[What you have to do]: Could you print all of the data below again, exactly?

[Collection entries]:

————————

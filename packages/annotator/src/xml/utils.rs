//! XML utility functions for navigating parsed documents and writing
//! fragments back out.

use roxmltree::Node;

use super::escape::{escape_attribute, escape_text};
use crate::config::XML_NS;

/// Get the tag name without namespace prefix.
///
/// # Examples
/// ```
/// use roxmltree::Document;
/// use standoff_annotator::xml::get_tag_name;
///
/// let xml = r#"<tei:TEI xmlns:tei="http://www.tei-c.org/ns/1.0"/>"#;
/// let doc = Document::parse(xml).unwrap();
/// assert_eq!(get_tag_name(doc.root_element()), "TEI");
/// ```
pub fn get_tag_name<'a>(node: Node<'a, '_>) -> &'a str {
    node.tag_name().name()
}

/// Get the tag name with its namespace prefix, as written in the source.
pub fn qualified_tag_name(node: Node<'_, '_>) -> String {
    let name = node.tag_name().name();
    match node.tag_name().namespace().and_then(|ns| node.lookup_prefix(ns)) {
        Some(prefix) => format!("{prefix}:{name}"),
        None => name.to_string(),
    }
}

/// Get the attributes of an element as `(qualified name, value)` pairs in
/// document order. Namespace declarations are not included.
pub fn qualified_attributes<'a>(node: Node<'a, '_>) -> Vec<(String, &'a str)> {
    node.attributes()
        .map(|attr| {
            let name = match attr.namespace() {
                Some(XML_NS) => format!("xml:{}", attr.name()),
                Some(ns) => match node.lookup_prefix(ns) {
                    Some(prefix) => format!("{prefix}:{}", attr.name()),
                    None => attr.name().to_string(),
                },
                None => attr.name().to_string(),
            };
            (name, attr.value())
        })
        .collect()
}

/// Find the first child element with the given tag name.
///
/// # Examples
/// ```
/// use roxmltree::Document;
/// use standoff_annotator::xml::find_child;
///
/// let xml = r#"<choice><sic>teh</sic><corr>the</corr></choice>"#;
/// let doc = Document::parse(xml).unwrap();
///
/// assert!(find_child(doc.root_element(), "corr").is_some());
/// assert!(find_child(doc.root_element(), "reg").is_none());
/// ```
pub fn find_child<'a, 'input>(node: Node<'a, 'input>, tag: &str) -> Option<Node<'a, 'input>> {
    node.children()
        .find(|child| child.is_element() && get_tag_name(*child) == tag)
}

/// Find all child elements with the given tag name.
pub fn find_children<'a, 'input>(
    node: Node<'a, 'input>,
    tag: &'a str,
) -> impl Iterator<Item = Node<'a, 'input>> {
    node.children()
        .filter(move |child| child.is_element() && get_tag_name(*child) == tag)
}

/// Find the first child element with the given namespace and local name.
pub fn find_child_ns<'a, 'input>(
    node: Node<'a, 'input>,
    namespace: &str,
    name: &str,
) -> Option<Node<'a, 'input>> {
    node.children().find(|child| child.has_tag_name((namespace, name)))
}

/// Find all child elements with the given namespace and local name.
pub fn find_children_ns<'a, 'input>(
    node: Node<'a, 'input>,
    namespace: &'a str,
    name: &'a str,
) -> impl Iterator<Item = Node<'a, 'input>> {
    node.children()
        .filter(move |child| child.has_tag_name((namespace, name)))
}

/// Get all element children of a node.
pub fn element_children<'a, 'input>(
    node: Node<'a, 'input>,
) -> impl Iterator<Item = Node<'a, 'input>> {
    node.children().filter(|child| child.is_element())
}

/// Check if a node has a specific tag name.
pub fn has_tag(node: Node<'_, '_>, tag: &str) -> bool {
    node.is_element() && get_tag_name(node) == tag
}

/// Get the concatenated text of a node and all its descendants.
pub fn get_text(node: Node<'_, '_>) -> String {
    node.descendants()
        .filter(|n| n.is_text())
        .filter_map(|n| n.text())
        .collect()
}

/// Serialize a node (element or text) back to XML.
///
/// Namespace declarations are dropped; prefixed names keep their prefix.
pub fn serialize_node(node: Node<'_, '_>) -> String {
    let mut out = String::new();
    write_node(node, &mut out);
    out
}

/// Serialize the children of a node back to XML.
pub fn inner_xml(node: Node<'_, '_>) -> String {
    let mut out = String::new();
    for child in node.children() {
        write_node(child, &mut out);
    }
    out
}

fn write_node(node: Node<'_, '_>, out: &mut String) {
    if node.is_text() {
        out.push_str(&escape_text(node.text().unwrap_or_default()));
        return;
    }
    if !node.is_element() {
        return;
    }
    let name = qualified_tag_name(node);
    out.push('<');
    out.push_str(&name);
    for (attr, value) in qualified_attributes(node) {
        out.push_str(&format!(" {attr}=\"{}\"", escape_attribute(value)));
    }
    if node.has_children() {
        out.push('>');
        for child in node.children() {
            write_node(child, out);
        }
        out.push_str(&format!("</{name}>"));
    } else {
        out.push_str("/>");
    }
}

————————

[Answer section]:
filename packages/annotator/src/xml/utils.rs
//! XML utility functions for navigating parsed documents and writing
//! fragments back out.

use roxmltree::Node;

use super::escape::{escape_attribute, escape_text};
use crate::config::XML_NS;

/// Get the tag name without namespace prefix.
///
/// # Examples
/// ```
/// use roxmltree::Document;
/// use standoff_annotator::xml::get_tag_name;
///
/// let xml = r#"<tei:TEI xmlns:tei="http://www.tei-c.org/ns/1.0"/>"#;
/// let doc = Document::parse(xml).unwrap();
/// assert_eq!(get_tag_name(doc.root_element()), "TEI");
/// ```
pub fn get_tag_name<'a>(node: Node<'a, '_>) -> &'a str {
    node.tag_name().name()
}

/// Get the tag name with its namespace prefix, as written in the source.
pub fn qualified_tag_name(node: Node<'_, '_>) -> String {
    let name = node.tag_name().name();
    match node.tag_name().namespace().and_then(|ns| node.lookup_prefix(ns)) {
        Some(prefix) => format!("{prefix}:{name}"),
        None => name.to_string(),
    }
}

/// Get the attributes of an element as `(qualified name, value)` pairs in
/// document order. Namespace declarations are not included.
pub fn qualified_attributes<'a>(node: Node<'a, '_>) -> Vec<(String, &'a str)> {
    node.attributes()
        .map(|attr| {
            let name = match attr.namespace() {
                Some(XML_NS) => format!("xml:{}", attr.name()),
                Some(ns) => match node.lookup_prefix(ns) {
                    Some(prefix) => format!("{prefix}:{}", attr.name()),
                    None => attr.name().to_string(),
                },
                None => attr.name().to_string(),
            };
            (name, attr.value())
        })
        .collect()
}

/// Find the first child element with the given tag name.
///
/// # Examples
/// ```
/// use roxmltree::Document;
/// use standoff_annotator::xml::find_child;
///
/// let xml = r#"<choice><sic>teh</sic><corr>the</corr></choice>"#;
/// let doc = Document::parse(xml).unwrap();
///
/// assert!(find_child(doc.root_element(), "corr").is_some());
/// assert!(find_child(doc.root_element(), "reg").is_none());
/// ```
pub fn find_child<'a, 'input>(node: Node<'a, 'input>, tag: &str) -> Option<Node<'a, 'input>> {
    node.children()
        .find(|child| child.is_element() && get_tag_name(*child) == tag)
}

/// Find all child elements with the given tag name.
pub fn find_children<'a, 'input>(
    node: Node<'a, 'input>,
    tag: &'a str,
) -> impl Iterator<Item = Node<'a, 'input>> {
    node.children()
        .filter(move |child| child.is_element() && get_tag_name(*child) == tag)
}

/// Find the first child element with the given namespace and local name.
pub fn find_child_ns<'a, 'input>(
    node: Node<'a, 'input>,
    namespace: &str,
    name: &str,
) -> Option<Node<'a, 'input>> {
    node.children().find(|child| child.has_tag_name((namespace, name)))
}

/// Find all child elements with the given namespace and local name.
pub fn find_children_ns<'a, 'input>(
    node: Node<'a, 'input>,
    namespace: &'a str,
    name: &'a str,
) -> impl Iterator<Item = Node<'a, 'input>> {
    node.children()
        .filter(move |child| child.has_tag_name((namespace, name)))
}

/// Get all element children of a node.
pub fn element_children<'a, 'input>(
    node: Node<'a, 'input>,
) -> impl Iterator<Item = Node<'a, 'input>> {
    node.children().filter(|child| child.is_element())
}

/// Check if a node has a specific tag name.
pub fn has_tag(node: Node<'_, '_>, tag: &str) -> bool {
    node.is_element() && get_tag_name(node) == tag
}

/// Get the concatenated text of a node and all its descendants.
pub fn get_text(node: Node<'_, '_>) -> String {
    node.descendants()
        .filter(|n| n.is_text())
        .filter_map(|n| n.text())
        .collect()
}

/// Serialize a node (element or text) back to XML.
///
/// Namespace declarations are dropped; prefixed names keep their prefix.
pub fn serialize_node(node: Node<'_, '_>) -> String {
    let mut out = String::new();
    write_node(node, &mut out);
    out
}

/// Serialize the children of a node back to XML.
pub fn inner_xml(node: Node<'_, '_>) -> String {
    let mut out = String::new();
    for child in node.children() {
        write_node(child, &mut out);
    }
    out
}

fn write_node(node: Node<'_, '_>, out: &mut String) {
    if node.is_text() {
        out.push_str(&escape_text(node.text().unwrap_or_default()));
        return;
    }
    if !node.is_element() {
        return;
    }
    let name = qualified_tag_name(node);
    out.push('<');
    out.push_str(&name);
    for (attr, value) in qualified_attributes(node) {
        out.push_str(&format!(" {attr}=\"{}\"", escape_attribute(value)));
    }
    if node.has_children() {
        out.push('>');
        for child in node.children() {
            write_node(child, out);
        }
        out.push_str(&format!("</{name}>"));
    } else {
        out.push_str("/>");
    }
}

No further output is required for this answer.